笹井氏:フロアの皆さんを含めた、最後の「生命らしさ」の討論の中で、生命には多面性があるということが一つ議論になったと思います。この会場には、高校生、大学生、大学院生もいるし、若手研究者などいろいろな方がいますが、その中で特に研究を志ざそうとする方に一言伝えたいことがあります。それは、これからの生物学において、自分が一番解きたい生命らしさとは何か?一人ひとり、つぼにはまるところが違うはずです。先ほどの方の様に、ころっと死ぬところが気になる人もいれば、空気が読めないがん細胞や細胞の秩序に興味を持つ人もいると思う。あるいは複製が何十億年も繋がっていることをすごいと思う人もいるかもしれない。そこを自分なりに、なぜ面白いかのか、そこを突き詰めていって欲しい。するとそこには、実は解けていない問題がいっぱいあることがわかるんだと、僕は思います。生物にはまだまだたくさん解けていないことがあるから面白い。ですからぜひそういう研究をしてくれる人が増えることを望みますし、社会はそれを温かく見守ってほしい。すぐに成果が出ることばかりでないから、多くの方から温かく見守ってほしいと思うのです。
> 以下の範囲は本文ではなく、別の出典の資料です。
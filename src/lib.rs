//! Reconciles two tabular inventory reports — A and B — whose product
//! names may disagree in language, punctuation, unit formatting, and
//! lookalike glyphs. See `DESIGN.md` for design notes and rationale.
//!
//! The only public operation is [`reconcile`]. Everything upstream of it
//! (spreadsheet decoding, header detection, HTTP transport, configuration
//! loading) is the caller's concern — this crate only ever sees a sequence
//! of already-projected `(name, sku, qty)` rows.

pub mod aggregate;
pub mod error;
pub mod index;
pub mod matcher;
pub mod normalize;
pub mod numparse;
pub mod types;

pub use error::ReconcileError;
pub use matcher::Cancellation;
pub use types::{Mapping, MatchRecord, Method, Options, ReconcileResult, Row, Unmatched};

use index::IndexB;
use tracing::instrument;
use types::NormalizedRow;

fn to_normalized(rows: Vec<Row>, opt: &Options) -> Vec<NormalizedRow> {
    rows.into_iter()
        .map(|r| {
            let name_norm = normalize::normalize(&r.name, opt);
            let num_units = normalize::num_units(&name_norm);
            NormalizedRow {
                name: r.name,
                sku: r.sku,
                qty: r.qty,
                name_norm,
                num_units,
            }
        })
        .collect()
}

/// Reconciles `rows_a` against `rows_b` under `opt`. Pure given its inputs:
/// no I/O, no persistent state, every entity created here is discarded on
/// return.
///
/// `cancel`, when provided, is polled once between each A row during the
/// matcher's sequential allocation pass; if it reports cancellation the
/// call returns `Err(ReconcileError::Cancelled)` with no partial result.
#[instrument(skip(rows_a, rows_b, cancel), fields(rows_a = rows_a.len(), rows_b = rows_b.len()))]
pub fn reconcile(
    rows_a: Vec<Row>,
    rows_b: Vec<Row>,
    opt: Options,
    cancel: Option<&dyn Cancellation>,
) -> Result<ReconcileResult, ReconcileError> {
    opt.validate()?;

    let norm_a = to_normalized(rows_a, &opt);
    let norm_b = to_normalized(rows_b, &opt);

    let agg_a = aggregate::aggregate(norm_a);
    let agg_b = aggregate::aggregate(norm_b);

    tracing::debug!(aggregated_a = agg_a.len(), aggregated_b = agg_b.len(), "aggregation complete");

    let idx = IndexB::build(agg_b);

    let outcome = matcher::run(&agg_a, &idx, &opt, cancel)?;

    Ok(ReconcileResult {
        rows: outcome.rows,
        only_a: outcome.only_a,
        only_b: outcome.only_b,
        opts: opt,
        map_a: None,
        map_b: None,
    })
}

#[cfg(test)]
mod scenarios {
    use super::*;

    fn opt() -> Options {
        Options::default()
    }

    // S1 — SKU wins over name.
    #[test]
    fn s1_sku_wins_over_name() {
        let a = vec![Row::new("Foo", "K1", 10.0)];
        let b = vec![Row::new("Bar", "K1", 7.0)];
        let res = reconcile(a, b, opt(), None).unwrap();
        assert_eq!(res.rows.len(), 1);
        assert_eq!(res.rows[0].method, Method::Sku);
        assert_eq!(res.rows[0].delta, 3.0);
        assert!(res.only_a.is_empty() && res.only_b.is_empty());
    }

    // S2 — exact after normalization.
    #[test]
    fn s2_exact_after_normalization() {
        let a = vec![Row::new("Поддон Евро 1200х800мм", "", 5.0)];
        let b = vec![Row::new("европоддон 1200*800 мм", "", 5.0)];
        let res = reconcile(a, b, opt(), None).unwrap();
        assert_eq!(res.rows.len(), 1);
        assert_eq!(res.rows[0].method, Method::Exact);
        assert_eq!(res.rows[0].delta, 0.0);
    }

    // S3 — fuzzy with unit guard allowing a single mismatch.
    #[test]
    fn s3_fuzzy_with_unit_guard() {
        let a = vec![Row::new("Скотч упаковочный 48мм×66м", "", 3.0)];
        let b = vec![Row::new("Скотч 48 мм 66 м", "", 2.0)];
        let res = reconcile(a, b, opt(), None).unwrap();
        assert_eq!(res.rows.len(), 1);
        assert_eq!(res.rows[0].method, Method::Fuzzy);
        assert!(res.rows[0].score.unwrap() > 0.83);
        assert_eq!(res.rows[0].delta, 1.0);
    }

    // S4 — unit-guard rejection across materially different dimensions.
    #[test]
    fn s4_unit_guard_rejection() {
        let a = vec![Row::new("Скотч 48мм", "", 1.0)];
        let b = vec![Row::new("Скотч 72мм", "", 1.0)];
        let res = reconcile(a, b, opt(), None).unwrap();
        assert!(res.rows.is_empty());
        assert_eq!(res.only_a.len(), 1);
        assert_eq!(res.only_b.len(), 1);
    }

    // S5 — aggregation sums duplicate SKUs before matching.
    #[test]
    fn s5_aggregation() {
        let a = vec![Row::new("Widget", "S", 3.0), Row::new("Widget", "S", 4.0)];
        let b = vec![Row::new("Widget", "S", 7.0)];
        let res = reconcile(a, b, opt(), None).unwrap();
        assert_eq!(res.rows.len(), 1);
        assert_eq!(res.rows[0].qty_a, 7.0);
        assert_eq!(res.rows[0].qty_b, 7.0);
        assert_eq!(res.rows[0].delta, 0.0);
    }

    // S6 — at-most-one allocation with stable-index tie-break. Exercised
    // directly against the matcher: two A rows sharing both SKU and
    // normalized name would collapse under the aggregator's dedup key, so
    // this scenario is about the matcher's bucket tie-break given an
    // already-aggregated A/B with two distinct, same-name rows — `run`
    // takes "aggregated A, aggregated B" as input and never re-runs
    // aggregation itself.
    #[test]
    fn s6_at_most_one_allocation_tie_break() {
        use index::IndexB;
        use types::NormalizedRow;

        let mk = |qty: f64| NormalizedRow {
            name: "виджет".to_string(),
            sku: String::new(),
            qty,
            name_norm: "виджет".to_string(),
            num_units: vec![],
        };
        // Both A rows land in the same exact-name bucket (two B candidates);
        // qty-preferring tie-break plus stable index resolves the pairing.
        let agg_a = vec![mk(5.0), mk(0.0)];
        let agg_b = vec![mk(5.0), mk(0.0)];
        let idx = IndexB::build(agg_b);
        let outcome = matcher::run(&agg_a, &idx, &opt(), None).unwrap();
        assert_eq!(outcome.rows.len(), 2);
        assert_eq!(outcome.rows[0].qty_a, 5.0);
        assert_eq!(outcome.rows[0].qty_b, 5.0);
        assert_eq!(outcome.rows[1].qty_a, 0.0);
        assert_eq!(outcome.rows[1].qty_b, 0.0);
        assert!(outcome.only_a.is_empty() && outcome.only_b.is_empty());
    }

    #[test]
    fn invalid_threshold_is_rejected() {
        let mut bad = opt();
        bad.threshold = 1.5;
        let err = reconcile(vec![], vec![], bad, None).unwrap_err();
        assert_eq!(err, ReconcileError::InvalidOptions { threshold: 1.5 });
    }

    #[test]
    fn cancellation_short_circuits() {
        let a = vec![Row::new("a", "", 1.0), Row::new("b", "", 1.0)];
        let b = vec![Row::new("a", "", 1.0)];
        let always_cancel = || true;
        let err = reconcile(a, b, opt(), Some(&always_cancel)).unwrap_err();
        assert_eq!(err, ReconcileError::Cancelled);
    }

    #[test]
    fn conservation_invariant_holds() {
        let a = vec![
            Row::new("Foo", "K1", 10.0),
            Row::new("unrelated thing", "", 1.0),
        ];
        let b = vec![Row::new("Bar", "K1", 7.0), Row::new("other", "", 2.0)];
        let a_len = a.len();
        let b_len = b.len();
        let res = reconcile(a, b, opt(), None).unwrap();
        assert_eq!(res.rows.len() + res.only_a.len(), a_len);
        assert_eq!(res.rows.len() + res.only_b.len(), b_len);
    }
}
井田氏:最後の方の議論で話した、「生命らしさとは何か」ということは、リモートセンシングの天文観測で、何かを見つけようとするときに本質的な議論になるところです。今日、生命科学の本質的な議論と、これからの天文学の観測が、実は強く結びついていると、改めて強く感じました。一方で木賀先生の話のように、何らかの生命システムを作ろうと思えば作れるという話や、なぜ地球の生命が今こうなったのかという話は、地球の始まりがどうだったかという話につながってきます。生物の進化も、地球のこれまでの環境と強く関係しているようです。そう考えれば、今や生命科学と地球科学は非常に強く関係していると思いました。しかもその繋がりは、コンピュータやスパコンの進化、DNAシーケンサの高速化にも連動し、本当に面白い時代になってきたんと思いました。これからが楽しみです。